• **Your objective**
The answer should be one number, the count of lines in the data with "trim".
Available data: Begin
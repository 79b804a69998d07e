use std::fmt;

use super::{Position, Square};

const RANK_SEPARATOR: &str = "+-+-+-+-+-+-+-+-+\n";

impl Position {
    /// ASCII grid of the board, rank 8 at the top, one letter per piece
    /// (uppercase White) and a blank for empty squares.
    #[must_use]
    pub fn render_text(&self) -> String {
        let mut out = String::with_capacity(RANK_SEPARATOR.len() * 17);
        out.push_str(RANK_SEPARATOR);
        for rank in (0..8).rev() {
            out.push('|');
            for file in 0..8 {
                let symbol = Square::new(file, rank)
                    .and_then(|sq| self.occupant(sq))
                    .map_or(' ', |piece| piece.symbol());
                out.push(symbol);
                out.push('|');
            }
            out.push('\n');
            out.push_str(RANK_SEPARATOR);
        }
        out
    }
}

impl fmt::Display for Position {
    fn fmt(&self, f: &mut fmt::Formatter<'_>) -> fmt::Result {
        f.write_str(&self.render_text())
    }
}

#[cfg(test)]
mod tests {
    use super::*;

    #[test]
    fn test_start_position_grid() {
        let text = Position::start().render_text();
        let lines: Vec<&str> = text.lines().collect();
        assert_eq!(lines.len(), 17);
        assert_eq!(lines[0], "+-+-+-+-+-+-+-+-+");
        assert_eq!(lines[1], "|r|n|b|q|k|b|n|r|");
        assert_eq!(lines[5], "| | | | | | | | |");
        assert_eq!(lines[15], "|R|N|B|Q|K|B|N|R|");
        assert!(lines.iter().all(|line| line.len() == 17));
    }

    #[test]
    fn test_display_matches_render() {
        let position = Position::start();
        assert_eq!(position.to_string(), position.render_text());
    }
}
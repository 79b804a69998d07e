//! Named sets of 0x88 square offsets.

use crate::board::Color;

/// A named set of offsets a move type walks along.
///
/// Pawn directions depend on the moving piece's color; the rest are
/// symmetric.
#[derive(Clone, Copy, PartialEq, Eq, Hash, Debug)]
pub enum Direction {
    Diagonal,
    Linear,
    Knight,
    /// One rank toward the opponent.
    PawnForward,
    /// The two forward diagonals.
    PawnCapture,
}

const DIAGONAL: [i16; 4] = [-17, -15, 15, 17];
const LINEAR: [i16; 4] = [-16, -1, 1, 16];
const KNIGHT: [i16; 8] = [-33, -31, -18, -14, 14, 18, 31, 33];
const WHITE_FORWARD: [i16; 1] = [16];
const BLACK_FORWARD: [i16; 1] = [-16];
const WHITE_CAPTURE: [i16; 2] = [15, 17];
const BLACK_CAPTURE: [i16; 2] = [-15, -17];

impl Direction {
    #[must_use]
    pub const fn offsets(self, color: Color) -> &'static [i16] {
        match (self, color) {
            (Direction::Diagonal, _) => &DIAGONAL,
            (Direction::Linear, _) => &LINEAR,
            (Direction::Knight, _) => &KNIGHT,
            (Direction::PawnForward, Color::White) => &WHITE_FORWARD,
            (Direction::PawnForward, Color::Black) => &BLACK_FORWARD,
            (Direction::PawnCapture, Color::White) => &WHITE_CAPTURE,
            (Direction::PawnCapture, Color::Black) => &BLACK_CAPTURE,
        }
    }
}

/// Single-rank step toward the opponent for `color`.
#[inline]
#[must_use]
pub(crate) const fn pawn_forward(color: Color) -> i16 {
    Direction::PawnForward.offsets(color)[0]
}

#[cfg(test)]
mod tests {
    use super::*;

    #[test]
    fn test_pawn_directions_mirror() {
        for dir in [Direction::PawnForward, Direction::PawnCapture] {
            let white = dir.offsets(Color::White);
            let black = dir.offsets(Color::Black);
            assert_eq!(white.len(), black.len());
            assert!(white.iter().zip(black).all(|(w, b)| *w == -*b));
        }
    }

    #[test]
    fn test_pawn_forward_follows_direction() {
        for color in [Color::White, Color::Black] {
            assert_eq!(
                Direction::PawnForward.offsets(color),
                &[pawn_forward(color)]
            );
        }
    }

    #[test]
    fn test_symmetric_directions_ignore_color() {
        for dir in [Direction::Diagonal, Direction::Linear, Direction::Knight] {
            assert_eq!(dir.offsets(Color::White), dir.offsets(Color::Black));
        }
        assert_eq!(Direction::Knight.offsets(Color::White).len(), 8);
    }
}
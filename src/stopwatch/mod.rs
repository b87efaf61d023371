pub mod format;
pub mod state;

pub use format::format_elapsed;
pub use state::{Phase, TICK_MS, TimerState};
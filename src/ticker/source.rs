use tracing::{debug, trace};

use crate::{
    error::StopwatchError,
    ticker::{clock::Clock, period::Period},
};

pub type TickCallback<C> = Box<dyn FnMut(&mut C)>;

/// Invokes the current callback once per period while enabled.
///
/// The callback lives in a replaceable slot that is read at every firing, so
/// swapping it never disturbs the schedule. Changing the period tears the
/// schedule down and builds a new one.
///
/// `wait` and `fire` are split so the source composes with `tokio::select!`:
/// a `wait` that loses the race is dropped and its tick is never delivered.
pub struct TickSource<C> {
    callback: Option<TickCallback<C>>,
    period: Period,
    /// Fire once synchronously whenever the source becomes enabled.
    immediate: bool,
    clock: Option<Clock>,
    fired: u64,
}

impl<C> TickSource<C> {
    /// A disabled source with no callback installed.
    pub fn new(immediate: bool) -> Self {
        Self {
            callback: None,
            period: Period::Disabled,
            immediate,
            clock: None,
            fired: 0,
        }
    }

    pub fn set_callback<F>(&mut self, callback: F)
    where
        F: FnMut(&mut C) + 'static,
    {
        self.callback = Some(Box::new(callback));
    }

    pub fn clear_callback(&mut self) {
        self.callback = None;
    }

    pub fn period(&self) -> Period {
        self.period
    }

    pub fn is_enabled(&self) -> bool {
        self.clock.is_some()
    }

    pub fn immediate(&self) -> bool {
        self.immediate
    }

    /// Number of firings so far, including immediate ones.
    pub fn fired(&self) -> u64 {
        self.fired
    }

    /// Reschedules only when the period actually changes.
    pub fn set_period(&mut self, period: Period, ctx: &mut C) {
        if period == self.period {
            return;
        }
        debug!(from = ?self.period, to = ?period, "tick period changed");
        self.period = period;
        self.reschedule(ctx);
    }

    pub fn set_immediate(&mut self, immediate: bool, ctx: &mut C) {
        if immediate == self.immediate {
            return;
        }
        self.immediate = immediate;
        self.reschedule(ctx);
    }

    /// Resolves when the next tick is due. Never resolves while disabled.
    pub async fn wait(&mut self) {
        match self.clock.as_mut() {
            Some(clock) => clock.tick().await,
            None => std::future::pending::<()>().await,
        }
    }

    /// Runs the current callback after a completed `wait`. Does nothing while
    /// disabled, or when no callback is installed.
    pub fn fire(&mut self, ctx: &mut C) {
        if self.clock.is_none() {
            trace!("tick dropped, source is disabled");
            return;
        }
        self.invoke(ctx);
    }

    fn invoke(&mut self, ctx: &mut C) {
        self.fired += 1;
        match self.callback.as_mut() {
            Some(callback) => callback(ctx),
            None => trace!("tick with no callback installed"),
        }
    }

    fn reschedule(&mut self, ctx: &mut C) {
        self.clock = None;

        if let Some(interval) = self.period.duration() {
            if self.immediate {
                self.invoke(ctx);
            }
            self.clock = Some(Clock::new(interval));
        }
    }
}

#[derive(Default, Clone, Copy)]
pub struct TickSourceBuilder {
    period: Period,
    immediate: bool,
}

impl TickSourceBuilder {
    pub fn new() -> Self {
        Self::default()
    }

    pub fn with_period(&mut self, period: Period) -> &mut Self {
        self.period = period;
        self
    }

    pub fn with_interval_millis(&mut self, millis: u64) -> Result<&mut Self, StopwatchError> {
        self.period = Period::every_millis(millis)?;
        Ok(self)
    }

    pub fn with_immediate(&mut self, immediate: bool) -> &mut Self {
        self.immediate = immediate;
        self
    }

    /// Installs the callback and activates the configured period, firing
    /// into `ctx` right away when immediate-fire is set.
    pub fn build<C, F>(self, callback: F, ctx: &mut C) -> TickSource<C>
    where
        F: FnMut(&mut C) + 'static,
    {
        let mut source = TickSource::new(self.immediate);
        source.set_callback(callback);
        source.set_period(self.period, ctx);
        source
    }
}
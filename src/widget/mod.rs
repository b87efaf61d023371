pub mod action;
pub mod theme;
pub mod view;

pub use action::Action;
pub use theme::Theme;
pub use view::{Button, View};
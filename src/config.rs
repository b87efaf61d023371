use std::time::Duration;

use crate::{stopwatch::TICK_MS, widget::Theme};

#[derive(Debug, Clone)]
pub struct Config {
    pub theme: Theme,
    /// Tick once as soon as the stopwatch starts running, instead of one
    /// full interval later.
    pub immediate: bool,
    /// Wall-clock spacing between ticks while running.
    pub tick: Duration,
}

impl Default for Config {
    fn default() -> Self {
        Self {
            theme: Theme::default(),
            immediate: true,
            tick: Duration::from_millis(TICK_MS),
        }
    }
}
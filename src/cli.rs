use clap::Parser;

use ministopwatch::{Config, Theme};

#[derive(Parser, Debug)]
#[command(name = "ministopwatch", version, about = "A mini terminal stopwatch")]
pub struct Args {
    /// Colour theme to start with
    #[arg(long, default_value_t = Theme::Dark)]
    pub theme: Theme,

    /// Wait a full second before the first tick after starting or unpausing
    #[arg(long)]
    pub no_immediate: bool,

    /// Enable debug logging on stderr
    #[arg(short, long)]
    pub verbose: bool,
}

impl Args {
    pub fn config(&self) -> Config {
        Config {
            theme: self.theme,
            immediate: !self.no_immediate,
            ..Config::default()
        }
    }
}
mod clock;
pub mod period;
pub mod source;

pub use period::Period;
pub use source::{TickCallback, TickSource, TickSourceBuilder};
/// Everything the user can do to the widget.
#[derive(Debug, Clone, Copy, PartialEq, Eq)]
pub enum Action {
    /// Spacebar release or a click on the time display.
    TogglePause,
    /// The start/reset button.
    StartReset,
    /// The pause/unpause button. Disabled while idle.
    PauseButton,
    ToggleTheme,
    Quit,
}

impl Action {
    /// Decodes one line of terminal input. A blank line stands in for the
    /// spacebar.
    pub fn parse(line: &str) -> Option<Self> {
        if line.trim().is_empty() {
            return Some(Action::TogglePause);
        }
        match line.trim().to_ascii_lowercase().as_str() {
            "space" | "c" | "click" => Some(Action::TogglePause),
            "s" | "start" | "reset" => Some(Action::StartReset),
            "p" | "pause" | "unpause" => Some(Action::PauseButton),
            "t" | "theme" => Some(Action::ToggleTheme),
            "q" | "quit" | "exit" => Some(Action::Quit),
            _ => None,
        }
    }
}
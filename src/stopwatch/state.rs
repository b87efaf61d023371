use tracing::debug;

/// Milliseconds added to the elapsed time by one tick.
pub const TICK_MS: u64 = 1000;

#[derive(Debug, Clone, Copy, PartialEq, Eq)]
pub enum Phase {
    Idle,
    Running,
    Paused,
}

/// The stopwatch state. Every transition is total; calling one that does not
/// apply to the current phase leaves the state untouched.
#[derive(Debug, Default, Clone, Copy, PartialEq, Eq)]
pub struct TimerState {
    pub started: bool,
    pub paused: bool,
    /// Accumulated running time. Only grows while running.
    pub elapsed_ms: u64,
}

impl TimerState {
    pub fn new() -> Self {
        Self::default()
    }

    pub fn phase(&self) -> Phase {
        match (self.started, self.paused) {
            (false, _) => Phase::Idle,
            (true, false) => Phase::Running,
            (true, true) => Phase::Paused,
        }
    }

    pub fn is_running(&self) -> bool {
        self.phase() == Phase::Running
    }

    pub fn start(&mut self) {
        if self.started {
            return;
        }
        self.started = true;
        debug!(elapsed_ms = self.elapsed_ms, "stopwatch started");
    }

    pub fn pause(&mut self) {
        if !self.is_running() {
            return;
        }
        self.paused = true;
        debug!(elapsed_ms = self.elapsed_ms, "stopwatch paused");
    }

    pub fn unpause(&mut self) {
        if !self.paused {
            return;
        }
        self.paused = false;
        debug!(elapsed_ms = self.elapsed_ms, "stopwatch unpaused");
    }

    pub fn reset(&mut self) {
        *self = Self::default();
        debug!("stopwatch reset");
    }

    /// Start from idle, otherwise reset. There is no plain stop.
    pub fn toggle_start(&mut self) {
        if self.started {
            self.reset();
        } else {
            self.start();
        }
    }

    pub fn toggle_pause(&mut self) {
        match self.phase() {
            Phase::Idle => self.start(),
            Phase::Paused => self.unpause(),
            Phase::Running => self.pause(),
        }
    }

    pub fn tick(&mut self) {
        if self.is_running() {
            self.elapsed_ms += TICK_MS;
        }
    }
}
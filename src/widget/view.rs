use std::io::{self, Write};

use crate::{
    stopwatch::{Phase, TimerState, format_elapsed},
    widget::Theme,
};

const CLEAR_SCREEN: &str = "\x1b[2J\x1b[H";
const RESET_STYLE: &str = "\x1b[0m";
const HINT: &str = "enter: pause/start  s: start/reset  p: pause  t: theme  q: quit";

#[derive(Debug, Clone, Copy, PartialEq, Eq)]
pub struct Button {
    pub label: &'static str,
    pub disabled: bool,
}

impl Button {
    fn enabled(label: &'static str) -> Self {
        Self {
            label,
            disabled: false,
        }
    }
}

/// One frame of the widget, derived from the state and the theme.
#[derive(Debug, Clone, PartialEq, Eq)]
pub struct View {
    pub time: String,
    pub start_reset: Button,
    pub pause: Button,
    pub theme: Button,
    pub theme_class: &'static str,
    palette: &'static str,
}

impl View {
    pub fn of(state: &TimerState, theme: Theme) -> Self {
        let phase = state.phase();

        let start_reset = match phase {
            Phase::Idle => Button::enabled("Start"),
            Phase::Running | Phase::Paused => Button::enabled("Reset"),
        };
        let pause = Button {
            label: match phase {
                Phase::Paused => "Unpause",
                Phase::Idle | Phase::Running => "Pause",
            },
            disabled: phase == Phase::Idle,
        };

        Self {
            time: format_elapsed(state.elapsed_ms),
            start_reset,
            pause,
            theme: Button::enabled(theme.label()),
            theme_class: theme.class(),
            palette: theme.palette(),
        }
    }

    pub fn render<W: Write>(&self, out: &mut W) -> io::Result<()> {
        write!(out, "{CLEAR_SCREEN}")?;
        writeln!(out, "{}  {}  {RESET_STYLE}", self.palette, self.time)?;
        writeln!(
            out,
            "{} {} {}",
            render_button(&self.start_reset),
            render_button(&self.pause),
            render_button(&self.theme)
        )?;
        writeln!(out, "{HINT}")?;
        out.flush()
    }
}

fn render_button(button: &Button) -> String {
    if button.disabled {
        format!("({})", button.label)
    } else {
        format!("[{}]", button.label)
    }
}
use std::time::Duration;
use tokio::time::Instant;
use tokio::time::{Interval, MissedTickBehavior, interval_at};

/// A running schedule. Dropping it cancels every pending tick.
pub(crate) struct Clock {
    inner: Interval,
}

impl Clock {
    /// First tick lands one full period from now. Late ticks push the
    /// schedule back instead of bursting, so ticks stay at least `period`
    /// apart. Must be called inside a tokio runtime.
    pub(crate) fn new(period: Duration) -> Self {
        let mut inner = interval_at(Instant::now() + period, period);
        inner.set_missed_tick_behavior(MissedTickBehavior::Delay);
        Self { inner }
    }

    pub(crate) async fn tick(&mut self) {
        self.inner.tick().await;
    }
}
Available data: End
• **Task response**
2